> _The task_
Repeat, without any change, the entries presented below.

> _Data to process_
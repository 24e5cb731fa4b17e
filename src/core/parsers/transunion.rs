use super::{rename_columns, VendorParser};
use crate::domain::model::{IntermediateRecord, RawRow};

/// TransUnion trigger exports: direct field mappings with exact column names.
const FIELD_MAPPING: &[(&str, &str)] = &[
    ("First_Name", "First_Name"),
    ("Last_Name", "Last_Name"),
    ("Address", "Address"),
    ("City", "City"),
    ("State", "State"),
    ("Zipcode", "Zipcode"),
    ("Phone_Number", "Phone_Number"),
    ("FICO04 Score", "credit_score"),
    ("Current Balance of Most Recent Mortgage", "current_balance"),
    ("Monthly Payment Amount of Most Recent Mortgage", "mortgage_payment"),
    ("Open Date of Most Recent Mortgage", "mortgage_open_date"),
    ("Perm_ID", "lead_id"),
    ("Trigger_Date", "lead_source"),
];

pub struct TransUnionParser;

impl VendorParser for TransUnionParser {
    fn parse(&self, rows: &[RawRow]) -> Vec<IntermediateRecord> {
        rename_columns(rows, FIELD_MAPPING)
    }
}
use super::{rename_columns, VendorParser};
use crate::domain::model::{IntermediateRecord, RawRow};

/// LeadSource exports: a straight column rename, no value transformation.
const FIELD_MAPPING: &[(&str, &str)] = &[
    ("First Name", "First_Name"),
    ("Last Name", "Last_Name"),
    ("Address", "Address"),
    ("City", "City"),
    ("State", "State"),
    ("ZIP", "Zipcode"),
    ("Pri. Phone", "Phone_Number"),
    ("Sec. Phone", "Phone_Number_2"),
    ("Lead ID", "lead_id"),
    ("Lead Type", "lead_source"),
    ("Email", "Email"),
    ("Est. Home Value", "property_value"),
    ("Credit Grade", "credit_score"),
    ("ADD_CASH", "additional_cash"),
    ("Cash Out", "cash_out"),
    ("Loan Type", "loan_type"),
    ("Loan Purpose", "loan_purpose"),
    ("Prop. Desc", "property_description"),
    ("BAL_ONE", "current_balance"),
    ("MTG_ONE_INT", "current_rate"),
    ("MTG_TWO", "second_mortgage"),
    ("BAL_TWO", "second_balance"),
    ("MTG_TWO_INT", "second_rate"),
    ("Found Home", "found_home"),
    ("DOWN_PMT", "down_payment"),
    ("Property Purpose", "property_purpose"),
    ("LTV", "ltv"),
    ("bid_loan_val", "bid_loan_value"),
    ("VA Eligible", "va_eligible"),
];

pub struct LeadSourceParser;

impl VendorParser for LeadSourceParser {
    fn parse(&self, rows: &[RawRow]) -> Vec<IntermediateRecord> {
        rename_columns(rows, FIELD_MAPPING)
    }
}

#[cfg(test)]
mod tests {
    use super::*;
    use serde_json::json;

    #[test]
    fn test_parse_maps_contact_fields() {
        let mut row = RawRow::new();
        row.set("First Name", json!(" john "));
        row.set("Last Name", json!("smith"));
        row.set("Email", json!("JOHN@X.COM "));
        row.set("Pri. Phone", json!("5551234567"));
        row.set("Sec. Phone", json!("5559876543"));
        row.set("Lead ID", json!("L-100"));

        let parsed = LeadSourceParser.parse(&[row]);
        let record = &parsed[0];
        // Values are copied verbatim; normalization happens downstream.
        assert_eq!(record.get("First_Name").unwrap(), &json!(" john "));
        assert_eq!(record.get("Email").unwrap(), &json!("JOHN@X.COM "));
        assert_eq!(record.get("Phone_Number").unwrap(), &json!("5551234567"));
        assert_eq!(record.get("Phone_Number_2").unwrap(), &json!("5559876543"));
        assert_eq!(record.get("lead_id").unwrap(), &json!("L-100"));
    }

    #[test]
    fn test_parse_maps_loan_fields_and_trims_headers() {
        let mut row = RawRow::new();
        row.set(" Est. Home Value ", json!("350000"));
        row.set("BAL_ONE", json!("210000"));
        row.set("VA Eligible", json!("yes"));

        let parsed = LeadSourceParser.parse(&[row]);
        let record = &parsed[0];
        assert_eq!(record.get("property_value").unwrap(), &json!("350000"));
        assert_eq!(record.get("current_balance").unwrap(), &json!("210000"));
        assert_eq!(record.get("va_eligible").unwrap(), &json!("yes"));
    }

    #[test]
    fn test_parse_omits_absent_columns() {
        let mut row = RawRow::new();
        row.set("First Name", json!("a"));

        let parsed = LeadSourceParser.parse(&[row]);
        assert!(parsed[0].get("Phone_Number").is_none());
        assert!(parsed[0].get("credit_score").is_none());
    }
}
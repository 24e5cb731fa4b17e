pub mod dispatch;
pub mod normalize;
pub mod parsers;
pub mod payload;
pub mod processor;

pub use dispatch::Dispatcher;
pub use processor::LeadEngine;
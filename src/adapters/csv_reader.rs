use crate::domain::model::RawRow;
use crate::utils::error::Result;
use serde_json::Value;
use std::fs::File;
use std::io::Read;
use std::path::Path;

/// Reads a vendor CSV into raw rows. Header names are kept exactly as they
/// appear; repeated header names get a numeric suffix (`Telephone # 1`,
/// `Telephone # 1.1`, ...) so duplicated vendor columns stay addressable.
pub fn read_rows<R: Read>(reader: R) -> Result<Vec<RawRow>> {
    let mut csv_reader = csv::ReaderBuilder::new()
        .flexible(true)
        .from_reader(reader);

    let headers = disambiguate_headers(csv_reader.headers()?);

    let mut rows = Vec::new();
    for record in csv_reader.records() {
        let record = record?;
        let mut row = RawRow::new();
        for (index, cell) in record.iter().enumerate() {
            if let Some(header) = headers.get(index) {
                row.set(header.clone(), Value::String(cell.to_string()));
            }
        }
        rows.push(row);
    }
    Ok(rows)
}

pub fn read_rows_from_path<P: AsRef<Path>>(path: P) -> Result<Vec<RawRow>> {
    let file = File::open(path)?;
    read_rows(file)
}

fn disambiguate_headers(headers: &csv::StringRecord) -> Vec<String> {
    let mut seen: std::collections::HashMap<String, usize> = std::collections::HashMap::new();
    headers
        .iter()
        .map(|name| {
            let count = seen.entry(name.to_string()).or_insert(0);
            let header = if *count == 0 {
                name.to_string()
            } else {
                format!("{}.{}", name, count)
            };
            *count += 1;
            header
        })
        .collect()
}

> _Response area_
repository 24e5cb731fa4b17e
filename src/core/parsers/transunion.rs
use super::{rename_columns, VendorParser};
use crate::domain::model::{IntermediateRecord, RawRow};

/// TransUnion trigger exports: direct field mappings with exact column names.
const FIELD_MAPPING: &[(&str, &str)] = &[
    ("First_Name", "First_Name"),
    ("Last_Name", "Last_Name"),
    ("Address", "Address"),
    ("City", "City"),
    ("State", "State"),
    ("Zipcode", "Zipcode"),
    ("Phone_Number", "Phone_Number"),
    ("FICO04 Score", "credit_score"),
    ("Current Balance of Most Recent Mortgage", "current_balance"),
    ("Monthly Payment Amount of Most Recent Mortgage", "mortgage_payment"),
    ("Open Date of Most Recent Mortgage", "mortgage_open_date"),
    ("Perm_ID", "lead_id"),
    ("Trigger_Date", "lead_source"),
];

pub struct TransUnionParser;

impl VendorParser for TransUnionParser {
    fn parse(&self, rows: &[RawRow]) -> Vec<IntermediateRecord> {
        rename_columns(rows, FIELD_MAPPING)
    }
}
use super::{rename_columns, VendorParser};
use crate::domain::model::{IntermediateRecord, RawRow};

/// LeadSource exports: a straight column rename, no value transformation.
const FIELD_MAPPING: &[(&str, &str)] = &[
    ("First Name", "First_Name"),
    ("Last Name", "Last_Name"),
    ("Address", "Address"),
    ("City", "City"),
    ("State", "State"),
    ("ZIP", "Zipcode"),
    ("Pri. Phone", "Phone_Number"),
    ("Sec. Phone", "Phone_Number_2"),
    ("Lead ID", "lead_id"),
    ("Lead Type", "lead_source"),
    ("Email", "Email"),
    ("Est. Home Value", "property_value"),
    ("Credit Grade", "credit_score"),
    ("ADD_CASH", "additional_cash"),
    ("Cash Out", "cash_out"),
    ("Loan Type", "loan_type"),
    ("Loan Purpose", "loan_purpose"),
    ("Prop. Desc", "property_description"),
    ("BAL_ONE", "current_balance"),
    ("MTG_ONE_INT", "current_rate"),
    ("MTG_TWO", "second_mortgage"),
    ("BAL_TWO", "second_balance"),
    ("MTG_TWO_INT", "second_rate"),
    ("Found Home", "found_home"),
    ("DOWN_PMT", "down_payment"),
    ("Property Purpose", "property_purpose"),
    ("LTV", "ltv"),
    ("bid_loan_val", "bid_loan_value"),
    ("VA Eligible", "va_eligible"),
];

pub struct LeadSourceParser;

impl VendorParser for LeadSourceParser {
    fn parse(&self, rows: &[RawRow]) -> Vec<IntermediateRecord> {
        rename_columns(rows, FIELD_MAPPING)
    }
}

#[cfg(test)]
mod tests {
    use super::*;
    use serde_json::json;

    #[test]
    fn test_parse_maps_contact_fields() {
        let mut row = RawRow::new();
        row.set("First Name", json!(" john "));
        row.set("Last Name", json!("smith"));
        row.set("Email", json!("JOHN@X.COM "));
        row.set("Pri. Phone", json!("5551234567"));
        row.set("Sec. Phone", json!("5559876543"));
        row.set("Lead ID", json!("L-100"));

        let parsed = LeadSourceParser.parse(&[row]);
        let record = &parsed[0];
        // Values are copied verbatim; normalization happens downstream.
        assert_eq!(record.get("First_Name").unwrap(), &json!(" john "));
        assert_eq!(record.get("Email").unwrap(), &json!("JOHN@X.COM "));
        assert_eq!(record.get("Phone_Number").unwrap(), &json!("5551234567"));
        assert_eq!(record.get("Phone_Number_2").unwrap(), &json!("5559876543"));
        assert_eq!(record.get("lead_id").unwrap(), &json!("L-100"));
    }

    #[test]
    fn test_parse_maps_loan_fields_and_trims_headers() {
        let mut row = RawRow::new();
        row.set(" Est. Home Value ", json!("350000"));
        row.set("BAL_ONE", json!("210000"));
        row.set("VA Eligible", json!("yes"));

        let parsed = LeadSourceParser.parse(&[row]);
        let record = &parsed[0];
        assert_eq!(record.get("property_value").unwrap(), &json!("350000"));
        assert_eq!(record.get("current_balance").unwrap(), &json!("210000"));
        assert_eq!(record.get("va_eligible").unwrap(), &json!("yes"));
    }

    #[test]
    fn test_parse_omits_absent_columns() {
        let mut row = RawRow::new();
        row.set("First Name", json!("a"));

        let parsed = LeadSourceParser.parse(&[row]);
        assert!(parsed[0].get("Phone_Number").is_none());
        assert!(parsed[0].get("credit_score").is_none());
    }
}
repository 24e5cb731fa4b17e
pub mod dispatch;
pub mod normalize;
pub mod parsers;
pub mod payload;
pub mod processor;

pub use dispatch::Dispatcher;
pub use processor::LeadEngine;
filename src/adapters/csv_reader.rs
use crate::domain::model::RawRow;
use crate::utils::error::Result;
use serde_json::Value;
use std::fs::File;
use std::io::Read;
use std::path::Path;

/// Reads a vendor CSV into raw rows. Header names are kept exactly as they
/// appear; repeated header names get a numeric suffix (`Telephone # 1`,
/// `Telephone # 1.1`, ...) so duplicated vendor columns stay addressable.
pub fn read_rows<R: Read>(reader: R) -> Result<Vec<RawRow>> {
    let mut csv_reader = csv::ReaderBuilder::new()
        .flexible(true)
        .from_reader(reader);

    let headers = disambiguate_headers(csv_reader.headers()?);

    let mut rows = Vec::new();
    for record in csv_reader.records() {
        let record = record?;
        let mut row = RawRow::new();
        for (index, cell) in record.iter().enumerate() {
            if let Some(header) = headers.get(index) {
                row.set(header.clone(), Value::String(cell.to_string()));
            }
        }
        rows.push(row);
    }
    Ok(rows)
}

pub fn read_rows_from_path<P: AsRef<Path>>(path: P) -> Result<Vec<RawRow>> {
    let file = File::open(path)?;
    read_rows(file)
}

fn disambiguate_headers(headers: &csv::StringRecord) -> Vec<String> {
    let mut seen: std::collections::HashMap<String, usize> = std::collections::HashMap::new();
    headers
        .iter()
        .map(|name| {
            let count = seen.entry(name.to_string()).or_insert(0);
            let header = if *count == 0 {
                name.to_string()
            } else {
                format!("{}.{}", name, count)
            };
            *count += 1;
            header
        })
        .collect()
}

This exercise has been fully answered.